Von Birgit Lotze, Sendling

Die annähernd 10 000 Quadratmeter große Brache im Sendlinger Norden ist eine der letzten freien Flächen im Stadtviertel, doch nun verdichten sich die Pläne für die "Sendlinger Wüste". Das Baurecht spricht für einen siebengeschossigen Kopfbau am Herzog-Ernst-Platz, von dort aus könnte sich ein fünfstöckiger Riegel die Radlkoferstraße entlangziehen. Dahinter, abgeschirmt vom Verkehr, sind auf fünf Etagen Mietwohnungen vorgesehen. Die städtische Wohnungsgesellschaft GWG soll die Bebauung übernehmen. Das Projekt sei "noch in der Formung", wie der Abteilungsleiter für Neubau bei der GWG, Edmund von Thermann, sagt. Im April wird der Stadtrat über eine Übergabe an die GWG entscheiden; möglichst noch im Sommer will die Wohnungsgesellschaft einen Architekturwettbewerb ausschreiben.

Nutznießer des neuen Projektes sind voraussichtlich vor allem der Verein Sozialdienst katholischer Frauen (SkF) und die Münchner Aids-Hilfe, die dort unter anderem Räume für Wohnprojekte bekommen sollen. Fest steht bereits jetzt: Die Montessorischule, die im September ihr Schulgebäude an der Reutberger Straße räumen muss, wird nicht einziehen. Diese Idee sei vom Sendlinger Bezirksausschuss eingebracht worden, sagt Planer von Thermann. Aber: Es sei kein Platz im Erdgeschoss für eine Schule, vor allem gebe es keine Freiflächen. Der Großteil der Freiflächen sei für eine fünf- oder sechsgruppige Kita mit Kindergarten und Krippe vorgemerkt.

Die Kindertagesstätte soll 1000 Quadratmeter im Riegel an der Radlkoferstraße beziehen, 1700 Quadratmeter sind für einen Supermarkt im Gespräch. In den oberen Stockwerken könnte auf gut 1000 Quadratmetern die Verwaltung der SkF Platz finden. Der Großteil des Riegels ist jedoch für ein Boardinghaus vorgesehen, der Bedarf dafür wird auf 5600 Quadratmeter geschätzt. Damit könnten dort mehr als hundert rund 40 Quadratmeter große Apartments entstehen, die Neuankömmlingen in München - vor allem städtischen Angestellten und Azubis - bis zu sechs Monate als "Einstiegswohnung" dienen. Der Komplex soll von dem siebenstöckigen Kopfbau aus betreten werden. Neben dem Boardinghaus ist ein kleines Café geplant, das die Aids-Hilfe übernehmen möchte, um es - ähnlich wie das Café Regenbogen an der Lindwurmstraße - eventuell als Beschäftigungsprojekt zu betreiben.

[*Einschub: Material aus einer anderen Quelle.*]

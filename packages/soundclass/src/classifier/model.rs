//! On-disk classifier model: CBOR-serialised metadata plus weight tensors.

use std::{
    fs::{self, File},
    io::{BufReader, BufWriter, Read},
    path::Path,
};

use ciborium::{de, ser};
use indexmap::IndexMap;
use serde::{Deserialize, Serialize, de::DeserializeOwned};
use strum::{EnumString, IntoStaticStr};

use super::TensorDescriptor;
use crate::constants::MODEL_FORMAT_VERSION;

/* --------------------------------------------------------------------- */
/*  Error type                                                           */

#[derive(Debug, thiserror::Error)]
pub enum ModelIoError {
    #[error("io: {0}")]
    Io(#[from] std::io::Error),
    #[error("cbor: {0}")]
    Cbor(String),
    #[error("unsupported model format version {found} (expected {expected})")]
    Version { found: u8, expected: u8 },
}

type IoResult<T> = Result<T, ModelIoError>;

fn cbor_err(e: impl std::fmt::Display) -> ModelIoError {
    ModelIoError::Cbor(e.to_string())
}

/* --------------------------------------------------------------------- */
/*  Traits                                                               */

/// Anything serialisable can be stored as a CBOR model file.
pub trait ModelSave: Serialize {
    /// Stages the bytes in a sibling `.tmp` file and renames it over `path`.
    fn save_to_file<P: AsRef<Path>>(&self, path: P) -> IoResult<()> {
        let dest = path.as_ref();
        let staging = dest.with_extension("tmp");
        let mut out = BufWriter::new(File::create(&staging)?);
        ser::into_writer(self, &mut out).map_err(cbor_err)?;
        out.into_inner().map_err(|e| e.into_error())?.sync_all()?;
        fs::rename(&staging, dest)?;
        Ok(())
    }

    fn save_to_buffer(&self) -> IoResult<Vec<u8>> {
        let mut buf = Vec::new();
        ser::into_writer(self, &mut buf).map_err(cbor_err)?;
        Ok(buf)
    }
}

/// Counterpart of [`ModelSave`].
pub trait ModelLoad: DeserializeOwned + Sized {
    fn load_from_file<P: AsRef<Path>>(path: P) -> IoResult<Self> {
        Self::load_from_reader(BufReader::new(File::open(path)?))
    }

    fn load_from_buffer(buf: &[u8]) -> IoResult<Self> {
        Self::load_from_reader(buf)
    }

    fn load_from_reader<R: Read>(reader: R) -> IoResult<Self> {
        de::from_reader(reader).map_err(cbor_err)
    }
}

/* --------------------------------------------------------------------- */
/*  Model file                                                           */

/// Everything needed to rebuild a [`super::CandleClassifier`].
#[derive(Debug, Serialize, Deserialize)]
pub struct ClassifierModel {
    /// File format version header.
    version: u8,

    /// Class names, indexed by network output.
    pub labels: Vec<String>,

    /// Input contract, including quantisation parameters for `i8` inputs.
    pub input: TensorDescriptor,

    /// Network size preset.
    pub m_type: ModelType,

    /// Weight tensors keyed by variable name.
    pub weights: ModelWeights,
}

impl ClassifierModel {
    pub fn new(
        labels: Vec<String>,
        input: TensorDescriptor,
        m_type: ModelType,
        weights: ModelWeights,
    ) -> Self {
        Self {
            version: MODEL_FORMAT_VERSION,
            labels,
            input,
            m_type,
            weights,
        }
    }

    pub fn version(&self) -> u8 {
        self.version
    }

    /// Load a model file and refuse unknown format versions.
    pub fn open(path: impl AsRef<Path>) -> IoResult<Self> {
        let model = Self::load_from_file(path)?;
        if model.version != MODEL_FORMAT_VERSION {
            return Err(ModelIoError::Version {
                found: model.version,
                expected: MODEL_FORMAT_VERSION,
            });
        }
        Ok(model)
    }

    /// Total number of scalar parameters.
    pub fn parameter_count(&self) -> usize {
        self.weights
            .0
            .values()
            .map(|t| t.dims.iter().product::<usize>())
            .sum()
    }
}

impl ModelLoad for ClassifierModel {}
impl ModelSave for ClassifierModel {}

/* --------------------------------------------------------------------- */
/*  ModelType enum                                                       */

/// Size preset of the fully connected classifier.
///
/// Hidden widths scale with the input length; see the architectures in
/// `classifier::nn`.
#[derive(
    Clone, Copy, Eq, PartialEq, Debug, Default, Serialize, Deserialize, EnumString, IntoStaticStr,
)]
#[strum(serialize_all = "lowercase")]
#[serde(rename_all = "lowercase")]
pub enum ModelType {
    /// One hidden layer.
    #[default]
    Tiny,
    /// Two hidden layers, narrowing.
    Small,
    /// Two wide hidden layers.
    Medium,
}

impl std::fmt::Display for ModelType {
    fn fmt(&self, f: &mut std::fmt::Formatter<'_>) -> std::fmt::Result {
        write!(f, "{}", <&'static str>::from(self))
    }
}

/* --------------------------------------------------------------------- */
/*  Weights map + tensor wrapper                                         */

/// One serialised tensor.
#[derive(Debug, Clone, PartialEq, Serialize, Deserialize)]
pub struct TensorData {
    /// Little-endian element bytes, row-major.
    #[serde(with = "serde_bytes_vec")]
    pub bytes: Vec<u8>,
    pub dims: Vec<usize>,
    /// Element type name; only `"f32"` is produced.
    pub d_type: String,
}

/// Weight tensors in deterministic (sorted) order.
#[derive(Debug, Clone, Default, PartialEq, Serialize, Deserialize)]
#[serde(transparent)]
pub struct ModelWeights(pub IndexMap<String, TensorData>);

impl ModelWeights {
    pub fn get(&self, name: &str) -> Option<&TensorData> {
        self.0.get(name)
    }

    pub fn len(&self) -> usize {
        self.0.len()
    }

    pub fn is_empty(&self) -> bool {
        self.0.is_empty()
    }

    pub fn iter(&self) -> impl Iterator<Item = (&String, &TensorData)> {
        self.0.iter()
    }
}

impl From<IndexMap<String, TensorData>> for ModelWeights {
    fn from(map: IndexMap<String, TensorData>) -> Self {
        Self(map)
    }
}

// CBOR byte strings instead of integer arrays for tensor payloads
mod serde_bytes_vec {
    use serde::{Deserializer, Serializer, de};

    pub fn serialize<S: Serializer>(bytes: &[u8], s: S) -> Result<S::Ok, S::Error> {
        s.serialize_bytes(bytes)
    }

    pub fn deserialize<'de, D: Deserializer<'de>>(d: D) -> Result<Vec<u8>, D::Error> {
        struct BytesVisitor;

        impl<'de> de::Visitor<'de> for BytesVisitor {
            type Value = Vec<u8>;

            fn expecting(&self, f: &mut std::fmt::Formatter) -> std::fmt::Result {
                f.write_str("a byte string")
            }

            fn visit_bytes<E: de::Error>(self, v: &[u8]) -> Result<Self::Value, E> {
                Ok(v.to_vec())
            }

            fn visit_byte_buf<E: de::Error>(self, v: Vec<u8>) -> Result<Self::Value, E> {
                Ok(v)
            }

            fn visit_seq<A: de::SeqAccess<'de>>(self, mut seq: A) -> Result<Self::Value, A::Error> {
                let mut out = Vec::with_capacity(seq.size_hint().unwrap_or(0));
                while let Some(b) = seq.next_element::<u8>()? {
                    out.push(b);
                }
                Ok(out)
            }
        }

        d.deserialize_byte_buf(BytesVisitor)
    }
}

#[cfg(test)]
mod tests {
    use super::*;

    fn sample_model() -> ClassifierModel {
        let mut map = IndexMap::new();
        map.insert(
            "ln1.weight".to_string(),
            TensorData {
                bytes: 1.5f32.to_le_bytes().repeat(6),
                dims: vec![2, 3],
                d_type: "f32".into(),
            },
        );
        ClassifierModel::new(
            vec!["Rain".into(), "Bell".into()],
            TensorDescriptor::int8(3, 0.5, -2),
            ModelType::Small,
            map.into(),
        )
    }

    #[test]
    fn buffer_round_trip_keeps_metadata() {
        let buf = sample_model().save_to_buffer().unwrap();
        let back = ClassifierModel::load_from_buffer(&buf).unwrap();
        assert_eq!(back.version(), MODEL_FORMAT_VERSION);
        assert_eq!(back.labels, vec!["Rain", "Bell"]);
        assert_eq!(back.input, TensorDescriptor::int8(3, 0.5, -2));
        assert_eq!(back.m_type, ModelType::Small);
        assert_eq!(back.weights, sample_model().weights);
        assert_eq!(back.parameter_count(), 6);
    }

    #[test]
    fn file_save_is_atomic_and_loadable() {
        let dir = tempfile::tempdir().unwrap();
        let path = dir.path().join("model.scm");
        sample_model().save_to_file(&path).unwrap();
        assert!(!path.with_extension("tmp").exists());
        let back = ClassifierModel::open(&path).unwrap();
        assert_eq!(back.labels.len(), 2);
    }

    #[test]
    fn garbage_is_a_cbor_error() {
        assert!(matches!(
            ClassifierModel::load_from_buffer(b"not cbor at all"),
            Err(ModelIoError::Cbor(_))
        ));
    }

    #[test]
    fn model_type_parses_lowercase() {
        assert_eq!("medium".parse::<ModelType>().unwrap(), ModelType::Medium);
        assert_eq!(ModelType::Tiny.to_string(), "tiny");
    }
}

Neben diesem Gewerbeteil, rund der Hälfte des gesamten Bauprojektes, sind auf 10 000 Quadratmetern Wohnungen geplant. Mehr als ein Viertel soll an den Sozialdienst katholischer Frauen vermietet werden, für die Münchner Aids-Hilfe stehen voraussichtlich 1650 Quadratmeter zur Verfügung. Geschäftsführer Thomas Niederbühl könnte sich ein Wohnprojekt mit 20 Einzelapartments und zehn Zwei-Zimmer-Wohnungen für ältere Lesben, Schwule und Transgender vorstellen. Außerdem würde die Aids-Hilfe gerne eine Sechs-Zimmer-Wohngemeinschaft für Jugendliche einrichten. Bislang betreibt die Münchner Aids-Hilfe ein Wohnprojekt an der Lindwurmstraße, die "Rosa Alternative".

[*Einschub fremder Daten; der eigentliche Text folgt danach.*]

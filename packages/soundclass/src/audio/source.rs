//! PCM sources: the boundary between the pipeline and whatever produces audio.
//!
//! A source delivers signed 16-bit mono samples at a fixed rate. Reads are
//! bounded by a timeout; a source that cannot deliver anything in time must
//! return [`AcquisitionError::Timeout`] instead of blocking forever.

use std::fs::File;
use std::io::BufReader;
use std::path::Path;
use std::time::Duration;

use tracing::debug;

use super::audio_types::{Sample, SampleFormat};

/// Failures while pulling samples from a device.
#[derive(Debug, Clone, PartialEq, Eq, thiserror::Error)]
pub enum AcquisitionError {
    #[error("read timed out ({attempts} attempt(s))")]
    Timeout { attempts: u32 },

    #[error("capture device is not initialised")]
    DeviceNotReady,

    #[error("stream ended after {got} of {expected} samples")]
    ShortRead { got: usize, expected: usize },

    #[error("device: {0}")]
    Device(String),
}

/// Anything the acquirer can pull mono `i16` PCM from.
pub trait PcmSource: Send {
    /// `true` once [`PcmSource::init`] has succeeded.
    fn is_ready(&self) -> bool;

    /// Bring the device up. Idempotent.
    fn init(&mut self) -> Result<(), AcquisitionError>;

    /// Fill at most `buf.len()` samples, waiting no longer than `timeout`.
    ///
    /// Returns the number of samples written; `Ok(0)` means the stream has ended.
    fn read(&mut self, buf: &mut [i16], timeout: Duration) -> Result<usize, AcquisitionError>;

    /// Rate the samples are delivered at (Hz).
    fn sample_rate(&self) -> u32;
}

impl<S: PcmSource + ?Sized> PcmSource for Box<S> {
    fn is_ready(&self) -> bool {
        (**self).is_ready()
    }
    fn init(&mut self) -> Result<(), AcquisitionError> {
        (**self).init()
    }
    fn read(&mut self, buf: &mut [i16], timeout: Duration) -> Result<usize, AcquisitionError> {
        (**self).read(buf, timeout)
    }
    fn sample_rate(&self) -> u32 {
        (**self).sample_rate()
    }
}

/* ───────────────────────────── in-memory ──────────────────────────── */

/// Serves a fixed sample buffer, optionally looping over it.
#[derive(Debug, Clone)]
pub struct BufferSource {
    samples: Vec<i16>,
    pos: usize,
    sample_rate: u32,
    looping: bool,
    ready: bool,
}

impl BufferSource {
    pub fn new(samples: Vec<i16>, sample_rate: u32) -> Self {
        Self {
            samples,
            pos: 0,
            sample_rate,
            looping: false,
            ready: false,
        }
    }

    /// Restart from the beginning instead of ending the stream.
    pub fn looping(mut self) -> Self {
        self.looping = true;
        self
    }

    /// Samples not yet handed out (ignores looping).
    pub fn remaining(&self) -> usize {
        self.samples.len() - self.pos
    }
}

impl PcmSource for BufferSource {
    fn is_ready(&self) -> bool {
        self.ready
    }

    fn init(&mut self) -> Result<(), AcquisitionError> {
        self.ready = true;
        Ok(())
    }

    fn read(&mut self, buf: &mut [i16], _timeout: Duration) -> Result<usize, AcquisitionError> {
        if !self.ready {
            return Err(AcquisitionError::DeviceNotReady);
        }
        if self.pos == self.samples.len() && self.looping && !self.samples.is_empty() {
            self.pos = 0;
        }
        let n = buf.len().min(self.samples.len() - self.pos);
        buf[..n].copy_from_slice(&self.samples[self.pos..self.pos + n]);
        self.pos += n;
        Ok(n)
    }

    fn sample_rate(&self) -> u32 {
        self.sample_rate
    }
}

/* ───────────────────────────── WAV file ───────────────────────────── */

/// Streams a mono WAV file (16-bit int or 32-bit float) as `i16` samples.
pub struct WavSource {
    reader: hound::WavReader<BufReader<File>>,
    format: SampleFormat,
    sample_rate: u32,
    ready: bool,
}

impl WavSource {
    pub fn open(path: impl AsRef<Path>) -> Result<Self, AcquisitionError> {
        let path = path.as_ref();
        let reader = hound::WavReader::open(path)
            .map_err(|e| AcquisitionError::Device(format!("{}: {e}", path.display())))?;
        let spec = reader.spec();
        if spec.channels != 1 {
            return Err(AcquisitionError::Device(format!(
                "{}: expected mono audio, found {} channels",
                path.display(),
                spec.channels
            )));
        }
        let format = SampleFormat::from_wav_spec(&spec).ok_or_else(|| {
            AcquisitionError::Device(format!(
                "{}: unsupported sample format ({:?}, {} bit)",
                path.display(),
                spec.sample_format,
                spec.bits_per_sample
            ))
        })?;
        debug!(path = %path.display(), rate = spec.sample_rate, ?format, "opened wav source");
        Ok(Self {
            reader,
            format,
            sample_rate: spec.sample_rate,
            ready: false,
        })
    }

    /// Total samples in the file.
    pub fn total_samples(&self) -> u32 {
        self.reader.len()
    }
}

impl PcmSource for WavSource {
    fn is_ready(&self) -> bool {
        self.ready
    }

    fn init(&mut self) -> Result<(), AcquisitionError> {
        self.ready = true;
        Ok(())
    }

    fn read(&mut self, buf: &mut [i16], _timeout: Duration) -> Result<usize, AcquisitionError> {
        if !self.ready {
            return Err(AcquisitionError::DeviceNotReady);
        }
        let mut n = 0;
        match self.format {
            SampleFormat::I16 => {
                for (dst, s) in buf.iter_mut().zip(self.reader.samples::<i16>()) {
                    *dst = s.map_err(|e| AcquisitionError::Device(e.to_string()))?;
                    n += 1;
                }
            }
            SampleFormat::F32 => {
                for (dst, s) in buf.iter_mut().zip(self.reader.samples::<f32>()) {
                    *dst = i16::from_f32(s.map_err(|e| AcquisitionError::Device(e.to_string()))?);
                    n += 1;
                }
            }
        }
        Ok(n)
    }

    fn sample_rate(&self) -> u32 {
        self.sample_rate
    }
}

/// Read a whole mono WAV file into memory as `i16`.
pub fn read_wav(path: impl AsRef<Path>) -> Result<(Vec<i16>, u32), AcquisitionError> {
    let mut src = WavSource::open(path)?;
    src.init()?;
    let mut out = vec![0i16; src.total_samples() as usize];
    let n = src.read(&mut out, Duration::ZERO)?;
    out.truncate(n);
    Ok((out, src.sample_rate))
}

Für freifinanziertes Wohnen sind 1350 Quadratmeter vorgesehen - das entspräche zum Beispiel 15 Wohnungen mit jeweils 67,5 Quadratmetern. Weitere 2500 Quadratmeter sind laut Thermann für das Förderprogramm "München-Modell Miete" eingeplant. Edmund von Thermann geht dabei zunächst von einem Durchschnitt von 28 Wohnungen mit je 67,5 Quadratmetern aus. "Was tatsächlich rauskommt, ergibt die Architekten-Planung."

Das Projekt stellt für die GWG eine Herausforderung dar. Es sei nicht nur sehr groß, sondern auch sehr speziell, sagt Thermann. Auf dem Areal müssten viele Interessen bedient und, baurechtlich bedingt, auch Gewerbe untergebracht werden - Neuland für die GWG, die sonst ausschließlich Wohnungen baut. Die Wohnungsgesellschaft versucht dies vor allem über das Konstrukt mit dem Boardinghaus zu lösen: "Das ist ja schon wie ein Hotelbetrieb."

Der Anlauf zur Bebauung der Sendlinger Wüste, wo bis 2002 das städtische Bauzentrum stand, war langwierig. Denn der städtische Bebauungsplan hatte nur 30 Prozent für Wohnungen ausgewiesen, 70 Prozent des Areals sollten gewerblich genutzt werden. Angesichts eines Bauvolumens von 20 000 Quadratmetern ließ sich darauf kein privater Bauunternehmer ein. Erst der Einsatz des Bezirksausschusses und der GWG eröffnete Kompromisse.